WORK ORDER
In the entries that follow, find the line containing "for media-to-audio extraction."; from there, copy every line exactly through the line containing "a decode error".

>>>

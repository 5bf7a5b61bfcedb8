//! Audio extraction from media containers.

use crate::defaults;
use crate::error::{LecternError, Result};
use crate::media::command::CommandExecutor;
use async_trait::async_trait;
use std::path::{Path, PathBuf};
use std::sync::Arc;

/// Decoded audio ready for transcription.
///
/// The audio itself stays on disk; the track is a handle the transcriber
/// understands.
#[derive(Debug, Clone, PartialEq)]
pub struct AudioTrack {
    pub path: PathBuf,
    pub sample_rate: u32,
}

impl AudioTrack {
    pub fn new(path: PathBuf, sample_rate: u32) -> Self {
        Self { path, sample_rate }
    }
}

/// Trait for media-to-audio extraction.
///
/// This trait allows swapping implementations (real ffmpeg vs mock).
#[async_trait]
pub trait AudioExtractor: Send + Sync {
    /// Extract the audio track from a media reference.
    ///
    /// # Arguments
    /// * `media_ref` - Path or URL of the uploaded media
    ///
    /// # Returns
    /// Handle to the decoded audio or a decode error
    async fn extract(&self, media_ref: &str) -> Result<AudioTrack>;
}

/// Extractor shelling out to ffmpeg through a `CommandExecutor`.
///
/// Produces 16kHz mono PCM, the standard input for speech recognition.
pub struct FfmpegExtractor<E: CommandExecutor> {
    executor: Arc<E>,
}

impl<E: CommandExecutor + 'static> FfmpegExtractor<E> {
    pub fn new(executor: E) -> Self {
        Self {
            executor: Arc::new(executor),
        }
    }

    fn audio_path(media_ref: &str) -> PathBuf {
        Path::new(media_ref).with_extension("wav")
    }
}

#[async_trait]
impl<E: CommandExecutor + 'static> AudioExtractor for FfmpegExtractor<E> {
    async fn extract(&self, media_ref: &str) -> Result<AudioTrack> {
        let output = Self::audio_path(media_ref);
        let output_str = output.to_string_lossy().to_string();
        let media_ref = media_ref.to_string();
        let executor = self.executor.clone();

        // ffmpeg can run for minutes on long recordings; keep it off the
        // async worker threads.
        tokio::task::spawn_blocking(move || {
            let rate = defaults::SAMPLE_RATE.to_string();
            executor.execute(
                "ffmpeg",
                &[
                    "-i",
                    &media_ref,
                    "-vn",
                    "-acodec",
                    "pcm_s16le",
                    "-ar",
                    &rate,
                    "-ac",
                    "1",
                    "-y",
                    &output_str,
                ],
            )
        })
        .await
        .map_err(|e| LecternError::AudioExtraction {
            message: format!("extraction task failed: {}", e),
        })??;

        Ok(AudioTrack::new(output, defaults::SAMPLE_RATE))
    }
}

/// Extractor for media that already is a bare audio file.
///
/// Hands the reference straight through as the audio track; used when the
/// upload is a wav/mp3 rather than a video container.
#[derive(Debug, Clone, Default)]
pub struct PassthroughExtractor;

impl PassthroughExtractor {
    pub fn new() -> Self {
        Self
    }
}

#[async_trait]
impl AudioExtractor for PassthroughExtractor {
    async fn extract(&self, media_ref: &str) -> Result<AudioTrack> {
        Ok(AudioTrack::new(
            PathBuf::from(media_ref),
            defaults::SAMPLE_RATE,
        ))
    }
}

/// Mock extractor for testing
pub struct MockExtractor {
    track: AudioTrack,
    failure: Option<String>,
    delay: Option<std::time::Duration>,
}

impl MockExtractor {
    /// Create a new mock extractor returning a fixed track
    pub fn new() -> Self {
        Self {
            track: AudioTrack::new(PathBuf::from("/tmp/mock-audio.wav"), defaults::SAMPLE_RATE),
            failure: None,
            delay: None,
        }
    }

    /// Configure the mock to return a specific track
    pub fn with_track(mut self, track: AudioTrack) -> Self {
        self.track = track;
        self
    }

    /// Configure the mock to fail on extract
    pub fn with_failure(mut self, message: &str) -> Self {
        self.failure = Some(message.to_string());
        self
    }

    /// Configure the mock to sleep before responding (for timeout tests)
    pub fn with_delay(mut self, delay: std::time::Duration) -> Self {
        self.delay = Some(delay);
        self
    }
}

impl Default for MockExtractor {
    fn default() -> Self {
        Self::new()
    }
}

#[async_trait]
impl AudioExtractor for MockExtractor {
    async fn extract(&self, _media_ref: &str) -> Result<AudioTrack> {
        if let Some(delay) = self.delay {
            tokio::time::sleep(delay).await;
        }
        match &self.failure {
            Some(message) => Err(LecternError::AudioExtraction {
                message: message.clone(),
            }),
            None => Ok(self.track.clone()),
        }
    }
}

#[cfg(test)]
mod tests {
    use super::*;
    use crate::media::command::testing::MockCommandExecutor;

    #[tokio::test]
    async fn test_mock_extractor_returns_track() {
        let extractor = MockExtractor::new();
        let track = extractor.extract("lecture.mp4").await.unwrap();

        assert_eq!(track.sample_rate, 16000);
        assert_eq!(track.path, PathBuf::from("/tmp/mock-audio.wav"));
    }

    #[tokio::test]
    async fn test_mock_extractor_failure() {
        let extractor = MockExtractor::new().with_failure("corrupt container");
        let result = extractor.extract("lecture.mp4").await;

        match result {
            Err(LecternError::AudioExtraction { message }) => {
                assert_eq!(message, "corrupt container");
            }
            _ => panic!("Expected AudioExtraction error"),
        }
    }

    #[tokio::test]
    async fn test_ffmpeg_extractor_invokes_ffmpeg_with_pcm_args() {
        let extractor = FfmpegExtractor::new(MockCommandExecutor::new());
        let track = extractor.extract("talks/lecture.mp4").await.unwrap();

        assert_eq!(track.path, PathBuf::from("talks/lecture.wav"));

        let executor = extractor.executor.clone();
        let calls = executor.calls.lock().unwrap();
        assert_eq!(calls.len(), 1);
        assert_eq!(calls[0].0, "ffmpeg");
        let args = &calls[0].1;
        assert!(args.contains(&"-vn".to_string()));
        assert!(args.contains(&"pcm_s16le".to_string()));
        assert!(args.contains(&"16000".to_string()));
        assert!(args.contains(&"talks/lecture.wav".to_string()));
    }

    #[tokio::test]
    async fn test_ffmpeg_extractor_propagates_tool_failure() {
        let extractor = FfmpegExtractor::new(MockCommandExecutor::failing("decode error"));
        let result = extractor.extract("lecture.mp4").await;

        assert!(result.is_err());
    }

    #[test]
    fn test_extractor_trait_is_object_safe() {
        let _extractor: Box<dyn AudioExtractor> = Box::new(MockExtractor::new());
    }
}
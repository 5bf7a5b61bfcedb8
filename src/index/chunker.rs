//! Greedy partitioning of transcript segments into retrieval chunks.

use crate::store::Segment;
use std::ops::Range;

/// A chunk before embedding: text plus the segment span it covers.
#[derive(Debug, Clone, PartialEq)]
pub struct ChunkDraft {
    /// Start of the earliest source segment.
    pub start: f64,
    /// End of the latest source segment.
    pub end: f64,
    /// Whitespace-normalized concatenation of the source segment texts.
    pub text: String,
    /// Indices into the source segment list covered by this chunk.
    pub segments: Range<usize>,
}

/// Partitions segments into chunks bounded by duration and text length.
///
/// Greedy left-to-right: a chunk closes when adding the next segment would
/// push it past `max_seconds` or `max_chars`, whichever is crossed first.
/// Boundaries always fall on segment boundaries; a single segment larger
/// than either limit still forms its own chunk. Every segment lands in
/// exactly one chunk, so the drafts cover the transcript with no gaps or
/// overlaps.
pub fn partition(segments: &[Segment], max_seconds: f64, max_chars: usize) -> Vec<ChunkDraft> {
    let mut drafts = Vec::new();
    let mut first = 0;

    while first < segments.len() {
        let chunk_start = segments[first].start;
        let mut text = normalize(&segments[first].text);
        let mut last = first;

        for (i, segment) in segments.iter().enumerate().skip(first + 1) {
            let would_be_duration = segment.end - chunk_start;
            let addition = normalize(&segment.text);
            let would_be_chars = text.len() + 1 + addition.len();

            if would_be_duration > max_seconds || would_be_chars > max_chars {
                break;
            }

            if !addition.is_empty() {
                if !text.is_empty() {
                    text.push(' ');
                }
                text.push_str(&addition);
            }
            last = i;
        }

        drafts.push(ChunkDraft {
            start: chunk_start,
            end: segments[last].end,
            text,
            segments: first..last + 1,
        });
        first = last + 1;
    }

    drafts
}

/// Collapses all whitespace runs to single spaces and trims the ends.
fn normalize(text: &str) -> String {
    text.split_whitespace().collect::<Vec<_>>().join(" ")
}
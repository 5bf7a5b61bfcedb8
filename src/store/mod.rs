//! Recording, segment, and chunk storage.
//!
//! The store is an explicit object owned by the engine and shared with the
//! orchestrator, indexer, and retriever. All client-visible recording state
//! lives here; the orchestrator is the only writer of state transitions.

pub mod transcript_store;
pub mod types;

pub use transcript_store::TranscriptStore;
pub use types::{Chunk, Recording, RecordingId, RecordingState, Segment, StatusSnapshot};
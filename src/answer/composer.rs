//! Turns retrieved chunks and a question into a grounded answer.

use crate::config::{AnswerConfig, RetrievalConfig};
use crate::error::{LecternError, Result};
use crate::index::retriever::{Retriever, SearchHit};
use crate::store::RecordingId;
use serde::{Deserialize, Serialize};
use std::sync::Arc;
use tracing::debug;

/// Fixed answer returned when retrieval grounds nothing.
const NOT_FOUND_ANSWER: &str = "I couldn't find relevant information in the recording for your \
question. Could you try rephrasing or asking about a different topic?";

/// Number of chunks retrieved when summarizing a whole recording.
const SUMMARY_TOP_K: usize = 10;

/// Query used to pull a cross-section of the recording for summaries.
const SUMMARY_QUERY: &str = "summary overview main points key topics";

/// One timestamped citation backing an answer.
#[derive(Debug, Clone, PartialEq, Serialize, Deserialize)]
pub struct Citation {
    pub start: f64,
    pub end: f64,
    pub relevance: f32,
}

/// Answer payload returned by `ask`.
#[derive(Debug, Clone, PartialEq, Serialize, Deserialize)]
pub struct GroundedAnswer {
    pub text: String,
    /// Ordered by descending relevance.
    pub citations: Vec<Citation>,
    /// Derived from retrieval scores, in [0, 1].
    pub confidence: f32,
}

/// One highlighted moment in a summary.
#[derive(Debug, Clone, PartialEq, Serialize, Deserialize)]
pub struct KeyPoint {
    pub text: String,
    pub timestamp: f64,
    pub formatted_time: String,
}

/// Whole-recording summary.
#[derive(Debug, Clone, PartialEq, Serialize, Deserialize)]
pub struct LectureSummary {
    pub text: String,
    pub key_points: Vec<KeyPoint>,
    pub duration: f64,
}

/// Composes grounded answers from retrieval results.
pub struct AnswerComposer {
    retriever: Arc<Retriever>,
    generator: Arc<dyn crate::answer::generator::AnswerGenerator>,
    retrieval: RetrievalConfig,
    answer: AnswerConfig,
}

impl AnswerComposer {
    pub fn new(
        retriever: Arc<Retriever>,
        generator: Arc<dyn crate::answer::generator::AnswerGenerator>,
        retrieval: RetrievalConfig,
        answer: AnswerConfig,
    ) -> Self {
        Self {
            retriever,
            generator,
            retrieval,
            answer,
        }
    }

    /// Answers a question about a recording.
    ///
    /// Citations always come from the retriever's chunk time ranges, never
    /// from the generated text, and confidence is derived from retrieval
    /// scores alone. With no grounding above the relevance floor the fixed
    /// "not found" answer is returned and the generator is never called.
    pub async fn answer(&self, id: RecordingId, query_text: &str) -> Result<GroundedAnswer> {
        let hits = self
            .retriever
            .search(id, query_text, self.retrieval.top_k)
            .await?;

        let grounded: Vec<SearchHit> = hits
            .into_iter()
            .filter(|hit| hit.score >= self.retrieval.relevance_floor)
            .collect();

        if grounded.is_empty() {
            debug!(%id, "no grounding above relevance floor");
            return Ok(GroundedAnswer {
                text: NOT_FOUND_ANSWER.to_string(),
                citations: Vec::new(),
                confidence: crate::defaults::NO_MATCH_CONFIDENCE,
            });
        }

        let prompt = build_prompt(query_text, &grounded);
        let text = self.generator.generate(&prompt).await.map_err(|e| {
            LecternError::ServiceUnavailable {
                message: e.to_string(),
            }
        })?;

        Ok(GroundedAnswer {
            text,
            citations: citations_from(&grounded, self.answer.citation_limit),
            confidence: confidence_from(&grounded),
        })
    }

    /// Summarizes the whole recording.
    ///
    /// Retrieves a cross-section with a fixed overview query and prompts
    /// for a structured summary; key points are the top retrieved moments.
    pub async fn summarize(&self, id: RecordingId) -> Result<LectureSummary> {
        let hits = self.retriever.search(id, SUMMARY_QUERY, SUMMARY_TOP_K).await?;

        if hits.is_empty() {
            return Ok(LectureSummary {
                text: "No content available for summary.".to_string(),
                key_points: Vec::new(),
                duration: 0.0,
            });
        }

        let prompt = build_summary_prompt(&hits);
        let text = self.generator.generate(&prompt).await.map_err(|e| {
            LecternError::ServiceUnavailable {
                message: e.to_string(),
            }
        })?;

        let duration = hits
            .iter()
            .map(|hit| hit.chunk.end)
            .fold(0.0f64, f64::max);

        Ok(LectureSummary {
            text,
            key_points: key_points_from(&hits),
            duration,
        })
    }
}

/// Grounding prompt: context blocks tagged with time ranges, then the question.
fn build_prompt(query_text: &str, hits: &[SearchHit]) -> String {
    let mut context = String::new();
    for hit in hits {
        context.push_str(&format!(
            "[{} - {}]\n{}\n\n",
            format_timestamp(hit.chunk.start),
            format_timestamp(hit.chunk.end),
            hit.chunk.text
        ));
    }

    format!(
        "You are a teaching assistant helping students understand a recorded lecture.\n\
         Based on the transcript passages below, each tagged with its time range,\n\
         answer the student's question.\n\n\
         LECTURE CONTEXT:\n{context}\n\
         STUDENT QUESTION: {query_text}\n\n\
         Instructions:\n\
         1. Answer based only on the provided passages\n\
         2. Mention the approximate timestamp when referencing a specific point\n\
         3. If the passages do not fully answer the question, say so\n\n\
         ANSWER:"
    )
}

fn build_summary_prompt(hits: &[SearchHit]) -> String {
    let mut context = String::new();
    for hit in hits {
        context.push_str(&format!(
            "[{} - {}]\n{}\n\n",
            format_timestamp(hit.chunk.start),
            format_timestamp(hit.chunk.end),
            hit.chunk.text
        ));
    }

    format!(
        "Based on the following lecture transcript passages, provide a concise\n\
         summary (2-3 paragraphs) followed by the key points covered.\n\n\
         LECTURE CONTEXT:\n{context}\n\
         STUDENT QUESTION: summarize this lecture\n\n\
         ANSWER:"
    )
}

/// Citations: top hits by descending relevance, capped at `limit`.
fn citations_from(hits: &[SearchHit], limit: usize) -> Vec<Citation> {
    let mut citations: Vec<Citation> = hits
        .iter()
        .map(|hit| Citation {
            start: hit.chunk.start,
            end: hit.chunk.end,
            relevance: hit.score,
        })
        .collect();
    citations.sort_by(|a, b| b.relevance.total_cmp(&a.relevance));
    citations.truncate(limit);
    citations
}

/// Confidence from retrieval scores: average relevance weighted 0.7, plus a
/// chunk-count factor (saturating at 3 chunks) weighted 0.3, capped at 1.
fn confidence_from(hits: &[SearchHit]) -> f32 {
    if hits.is_empty() {
        return 0.0;
    }
    let avg: f32 = hits.iter().map(|h| h.score).sum::<f32>() / hits.len() as f32;
    let count_factor = (hits.len() as f32 / 3.0).min(1.0);
    (avg * 0.7 + count_factor * 0.3).min(1.0)
}

/// Key points: leading text of the top 5 moments with formatted timestamps.
fn key_points_from(hits: &[SearchHit]) -> Vec<KeyPoint> {
    hits.iter()
        .take(5)
        .map(|hit| {
            let mut text = hit.chunk.text.clone();
            if text.len() > 200 {
                let cut = text
                    .char_indices()
                    .take_while(|(i, _)| *i <= 200)
                    .last()
                    .map(|(i, _)| i)
                    .unwrap_or(0);
                text.truncate(cut);
                text.push_str("...");
            }
            KeyPoint {
                text,
                timestamp: hit.chunk.start,
                formatted_time: format_timestamp(hit.chunk.start),
            }
        })
        .collect()
}

/// Formats seconds as `MM:SS`, or `HH:MM:SS` past the first hour.
pub fn format_timestamp(seconds: f64) -> String {
    let total = seconds.max(0.0) as u64;
    let hours = total / 3600;
    let minutes = (total % 3600) / 60;
    let secs = total % 60;

    if hours > 0 {
        format!("{:02}:{:02}:{:02}", hours, minutes, secs)
    } else {
        format!("{:02}:{:02}", minutes, secs)
    }
}
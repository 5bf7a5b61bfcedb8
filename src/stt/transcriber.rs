use crate::error::{LecternError, Result};
use crate::media::AudioTrack;
use crate::store::Segment;
use async_trait::async_trait;

/// Output of one transcription call.
#[derive(Debug, Clone, PartialEq)]
pub struct Transcript {
    /// Detected language code, if the engine reports one.
    pub language: Option<String>,
    /// Timed segments ordered by start.
    pub segments: Vec<Segment>,
}

impl Transcript {
    /// End of the last segment, i.e. the transcribed duration.
    pub fn duration(&self) -> Option<f64> {
        self.segments.last().map(|s| s.end)
    }
}

/// Trait for speech-to-text transcription.
///
/// This trait allows swapping implementations (real engine vs mock).
#[async_trait]
pub trait Transcriber: Send + Sync {
    /// Transcribe an audio track into timed segments.
    ///
    /// # Arguments
    /// * `audio` - Decoded audio handle produced by the extractor
    ///
    /// # Returns
    /// Ordered segments with timestamps, or an error
    async fn transcribe(&self, audio: &AudioTrack) -> Result<Transcript>;

    /// Get the name of the transcription model
    fn model_name(&self) -> &str;
}

/// Mock transcriber for testing
#[derive(Debug, Clone)]
pub struct MockTranscriber {
    model_name: String,
    segments: Vec<Segment>,
    language: Option<String>,
    should_fail: bool,
    delay: Option<std::time::Duration>,
}

impl MockTranscriber {
    /// Create a new mock transcriber with default settings
    pub fn new(model_name: &str) -> Self {
        Self {
            model_name: model_name.to_string(),
            segments: vec![
                Segment::new(0.0, 2.0, "mock transcription"),
                Segment::new(2.0, 4.0, "second segment"),
            ],
            language: Some("en".to_string()),
            should_fail: false,
            delay: None,
        }
    }

    /// Configure the mock to return specific segments
    pub fn with_segments(mut self, segments: Vec<Segment>) -> Self {
        self.segments = segments;
        self
    }

    /// Configure the reported language
    pub fn with_language(mut self, language: &str) -> Self {
        self.language = Some(language.to_string());
        self
    }

    /// Configure the mock to fail on transcribe
    pub fn with_failure(mut self) -> Self {
        self.should_fail = true;
        self
    }

    /// Configure the mock to sleep before responding (for timeout tests)
    pub fn with_delay(mut self, delay: std::time::Duration) -> Self {
        self.delay = Some(delay);
        self
    }
}

#[async_trait]
impl Transcriber for MockTranscriber {
    async fn transcribe(&self, _audio: &AudioTrack) -> Result<Transcript> {
        if let Some(delay) = self.delay {
            tokio::time::sleep(delay).await;
        }
        if self.should_fail {
            Err(LecternError::Transcription {
                message: "mock transcription failure".to_string(),
            })
        } else {
            Ok(Transcript {
                language: self.language.clone(),
                segments: self.segments.clone(),
            })
        }
    }

    fn model_name(&self) -> &str {
        &self.model_name
    }
}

<<<

SOLUTION FOR THIS TASK
/// Trait for media-to-audio extraction.
///
/// This trait allows swapping implementations (real ffmpeg vs mock).
#[async_trait]
pub trait AudioExtractor: Send + Sync {
    /// Extract the audio track from a media reference.
    ///
    /// # Arguments
    /// * `media_ref` - Path or URL of the uploaded media
    ///
    /// # Returns
    /// Handle to the decoded audio or a decode error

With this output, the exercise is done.